Daniel Kaluuya in Blue/Orange
How do you revive a classic?
The Young Vic have revived Blue/Orange – by all accounts one of the best plays of the last 20 years, and with a stellar cast from 2000 watching curiously from the history books. However, with the NHS currently undergoing the biggest crisis since its founding, this is a canny selection by artistic director David Lan.
The story is this – young, idealistic doctor Bruce (Luke Norris) battles with an older, jaded consultant Robert (David Haig) over the correct treatment for Bruce’s mental health patient Christopher (Daniel Kaluuya). The young doctor knows Christopher should stay in the facility for longer so he can be properly diagnosed. The older doctor knows they don’t have the beds, and besides, Christopher doesn’t seem particularly crazy. The superbly twitchy, jumpy Christopher is caught in the middle, alternately angry and confused, as the levels of professionalism from the two doctors descend.
Joe Penhall’s script stands the test of time – it’s still fantastic. If it weren’t for the constant smoking in the consultation room, you wouldn’t know it was seventeen years old. Jokes about cuts and the pension age are even more prescient now, but Penhall’s politics are more acutely focussed on the personal. Yes, the lack of beds is often cited as an issue, but the real power struggle is between the consultant whose mind is already on the golf course and a junior doctor trying to do the right thing.
And this battleground is perhaps where this production falls down a little – Haig is no Bill Nighy (who played Robert in the original production), and Haig’s Robert comes off as a bumbler, rather than merely self-important. We start to doubt he has the authority he claims to hold, and wonder how this hospital ever ended up employing him at all, let alone promoting him.

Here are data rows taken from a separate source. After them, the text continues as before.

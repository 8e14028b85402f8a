//! # kennel-common
//!
//! Shared types for the Kennel container backend.
//!
//! This crate provides the pieces every other Kennel crate agrees on:
//! - Container handles and process identifiers
//! - Depot and per-process filesystem layout
//! - The common error taxonomy

#![warn(missing_docs)]

pub mod error;
pub mod id;
pub mod paths;

pub use error::{KennelError, KennelResult};
pub use id::{ContainerHandle, ProcessId};
pub use paths::{KennelPaths, ProcessDir};
//! NetOut / NetIn rules and their translation into iptables arguments.

use std::net::Ipv4Addr;

use kennel_common::{ContainerHandle, KennelError, KennelResult};
use serde::{Deserialize, Serialize};

use super::restore::payload;
use super::{IptablesEngine, Table};
use crate::command::args;

/// Protocol matched by a NetOut rule.
///
/// Serialized as its numeric code: 0 all, 1 tcp, 2 icmp, 3 udp.
#[derive(Debug, Clone, Copy, Default, PartialEq, Eq, Serialize, Deserialize)]
#[serde(try_from = "u8", into = "u8")]
pub enum Protocol {
    /// Any protocol.
    #[default]
    All,
    /// TCP.
    Tcp,
    /// ICMP.
    Icmp,
    /// UDP.
    Udp,
}

impl Protocol {
    /// Decode a numeric protocol code.
    ///
    /// # Errors
    ///
    /// Returns [`KennelError::InvalidRule`] for unknown codes.
    pub fn from_code(code: u8) -> KennelResult<Self> {
        match code {
            0 => Ok(Self::All),
            1 => Ok(Self::Tcp),
            2 => Ok(Self::Icmp),
            3 => Ok(Self::Udp),
            other => Err(KennelError::invalid_rule(format!("invalid protocol: {other}"))),
        }
    }

    /// Numeric code.
    #[must_use]
    pub const fn code(self) -> u8 {
        match self {
            Self::All => 0,
            Self::Tcp => 1,
            Self::Icmp => 2,
            Self::Udp => 3,
        }
    }

    const fn name(self) -> Option<&'static str> {
        match self {
            Self::All => None,
            Self::Tcp => Some("tcp"),
            Self::Icmp => Some("icmp"),
            Self::Udp => Some("udp"),
        }
    }
}

impl TryFrom<u8> for Protocol {
    type Error = KennelError;

    fn try_from(code: u8) -> Result<Self, Self::Error> {
        Self::from_code(code)
    }
}

impl From<Protocol> for u8 {
    fn from(protocol: Protocol) -> Self {
        protocol.code()
    }
}

/// Inclusive IPv4 range.
#[derive(Debug, Clone, Copy, PartialEq, Eq, Serialize, Deserialize)]
pub struct IpRange {
    /// First address.
    pub start: Ipv4Addr,
    /// Last address.
    pub end: Ipv4Addr,
}

impl IpRange {
    /// A single address.
    #[must_use]
    pub const fn single(ip: Ipv4Addr) -> Self {
        Self { start: ip, end: ip }
    }

    /// `start..=end`.
    #[must_use]
    pub const fn new(start: Ipv4Addr, end: Ipv4Addr) -> Self {
        Self { start, end }
    }

    fn to_args(self) -> KennelResult<Vec<String>> {
        if self.start > self.end {
            return Err(KennelError::invalid_rule(format!(
                "invalid IP range: {} > {}",
                self.start, self.end
            )));
        }
        if self.start == self.end {
            Ok(args(["--destination".to_string(), self.start.to_string()]))
        } else {
            Ok(args([
                "-m".to_string(),
                "iprange".to_string(),
                "--dst-range".to_string(),
                format!("{}-{}", self.start, self.end),
            ]))
        }
    }
}

/// Inclusive port range.
#[derive(Debug, Clone, Copy, PartialEq, Eq, Serialize, Deserialize)]
pub struct PortRange {
    /// First port.
    pub start: u16,
    /// Last port.
    pub end: u16,
}

impl PortRange {
    /// A single port.
    #[must_use]
    pub const fn single(port: u16) -> Self {
        Self { start: port, end: port }
    }

    /// `start..=end`.
    #[must_use]
    pub const fn new(start: u16, end: u16) -> Self {
        Self { start, end }
    }

    fn to_args(self) -> KennelResult<Vec<String>> {
        if self.start > self.end {
            return Err(KennelError::invalid_rule(format!(
                "invalid port range: {} > {}",
                self.start, self.end
            )));
        }
        let spec = if self.start == self.end {
            self.start.to_string()
        } else {
            format!("{}:{}", self.start, self.end)
        };
        Ok(args(["--destination-port".to_string(), spec]))
    }
}

/// ICMP type and optional code.
#[derive(Debug, Clone, Copy, PartialEq, Eq, Serialize, Deserialize)]
pub struct IcmpControl {
    /// ICMP type.
    #[serde(rename = "type")]
    pub icmp_type: u8,
    /// ICMP code; any code when unset.
    #[serde(default)]
    pub code: Option<u8>,
}

/// An outbound allow rule.
#[derive(Debug, Clone, Default, PartialEq, Eq, Serialize, Deserialize)]
#[serde(default)]
pub struct NetOutRule {
    /// Protocol to match.
    pub protocol: Protocol,
    /// Destination ranges; any destination when empty.
    pub networks: Vec<IpRange>,
    /// Destination ports; only valid with TCP or UDP.
    pub ports: Vec<PortRange>,
    /// ICMP match; only valid with ICMP.
    pub icmps: Option<IcmpControl>,
    /// Log new TCP connections matched by this rule.
    pub log: bool,
}

impl NetOutRule {
    /// Argument lists (without chain or position), networks outer and
    /// ports inner. Always at least one.
    ///
    /// # Errors
    ///
    /// Returns [`KennelError::InvalidRule`] for inconsistent rules.
    pub fn translate(&self, log_chain: &str) -> KennelResult<Vec<Vec<String>>> {
        if !self.ports.is_empty() && !matches!(self.protocol, Protocol::Tcp | Protocol::Udp) {
            return Err(KennelError::invalid_rule(format!(
                "port range is not valid for protocol {}",
                self.protocol.name().unwrap_or("all")
            )));
        }
        if self.icmps.is_some() && self.protocol != Protocol::Icmp {
            return Err(KennelError::invalid_rule("icmp control requires the icmp protocol"));
        }

        let networks: Vec<Option<IpRange>> = if self.networks.is_empty() {
            vec![None]
        } else {
            self.networks.iter().copied().map(Some).collect()
        };
        let ports: Vec<Option<PortRange>> = if self.ports.is_empty() {
            vec![None]
        } else {
            self.ports.iter().copied().map(Some).collect()
        };

        let mut rules = Vec::with_capacity(networks.len() * ports.len());
        for network in &networks {
            for port in &ports {
                let mut rule = Vec::new();
                if let Some(name) = self.protocol.name() {
                    rule.extend(args(["--protocol", name]));
                }
                if let Some(network) = network {
                    rule.extend(network.to_args()?);
                }
                if let Some(port) = port {
                    rule.extend(port.to_args()?);
                }
                if let Some(icmp) = self.icmps {
                    let spec = icmp
                        .code
                        .map_or_else(|| icmp.icmp_type.to_string(), |code| format!("{}/{code}", icmp.icmp_type));
                    rule.extend(args(["--icmp-type".to_string(), spec]));
                }
                if self.log {
                    rule.extend(args(["--goto", log_chain]));
                } else {
                    rule.extend(args(["--jump", "RETURN"]));
                }
                rules.push(rule);
            }
        }
        Ok(rules)
    }
}

/// An inbound port mapping.
#[derive(Debug, Clone, Copy, PartialEq, Eq, Serialize, Deserialize)]
pub struct NetInRule {
    /// Port on the host's external address.
    pub host_port: u16,
    /// Port inside the container.
    pub container_port: u16,
}

impl IptablesEngine {
    /// Prepend the rules of `rule` to the instance chain.
    ///
    /// # Errors
    ///
    /// Returns [`KennelError::InvalidRule`] before touching iptables if the
    /// rule cannot be translated, otherwise [`KennelError::Iptables`].
    pub async fn open(&self, handle: &ContainerHandle, rule: &NetOutRule) -> KennelResult<()> {
        let chains = self.instance_chains(handle);
        let translated = rule.translate(&chains.log)?;

        let session = self.session().await?;
        for rule in translated {
            let mut command = args(["-I", chains.instance.as_str(), "1"]);
            command.extend(rule);
            session.run("prepend-rule", Table::Filter, &command).await?;
        }
        tracing::debug!(handle = %handle, chain = %chains.instance, "Opened NetOut rule");
        Ok(())
    }

    /// Prepend many rules with a single `iptables-restore` call.
    ///
    /// # Errors
    ///
    /// Returns [`KennelError::InvalidRule`] if any rule cannot be translated
    /// (nothing is applied), or [`KennelError::IptablesRestore`] if the batch
    /// is rejected.
    pub async fn bulk_open(&self, handle: &ContainerHandle, rules: &[NetOutRule]) -> KennelResult<()> {
        let chains = self.instance_chains(handle);

        let mut lines = Vec::new();
        for rule in rules {
            for translated in rule.translate(&chains.log)? {
                let mut line = args(["-I", chains.instance.as_str(), "1"]);
                line.extend(translated);
                lines.push(line);
            }
        }
        if lines.is_empty() {
            return Ok(());
        }

        let session = self.session().await?;
        session
            .restore("bulk-prepend-rules", &payload(Table::Filter, &lines))
            .await?;
        tracing::debug!(handle = %handle, count = lines.len(), "Bulk opened NetOut rules");
        Ok(())
    }
}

The second act – which has rich potential for comedy – can only be funny if we believe that this ‘consultant’ would be legitimately stupid enough to try to explain his lectures (on the racism inherent in the NHS) to one of his black patients. As it is, the whole scenario is so unbelievable that this particular scene started to drag. However, this is nit-picking, as the vast majority of the show zips along with a frenetic, nervous energy; the third act is frankly breathtaking.
The play itself raises questions of class, race, sanity and subjectivity. Can anybody ever truly assess another person’s mental wellbeing? Is it possible to be objective? We can’t help but see each other through the prism of our own experience. And some people think oranges are blue.
Overall, this is a fine production. The interplay between the three is pleasing, the politics are prescient, the direction sound. Highly recommended.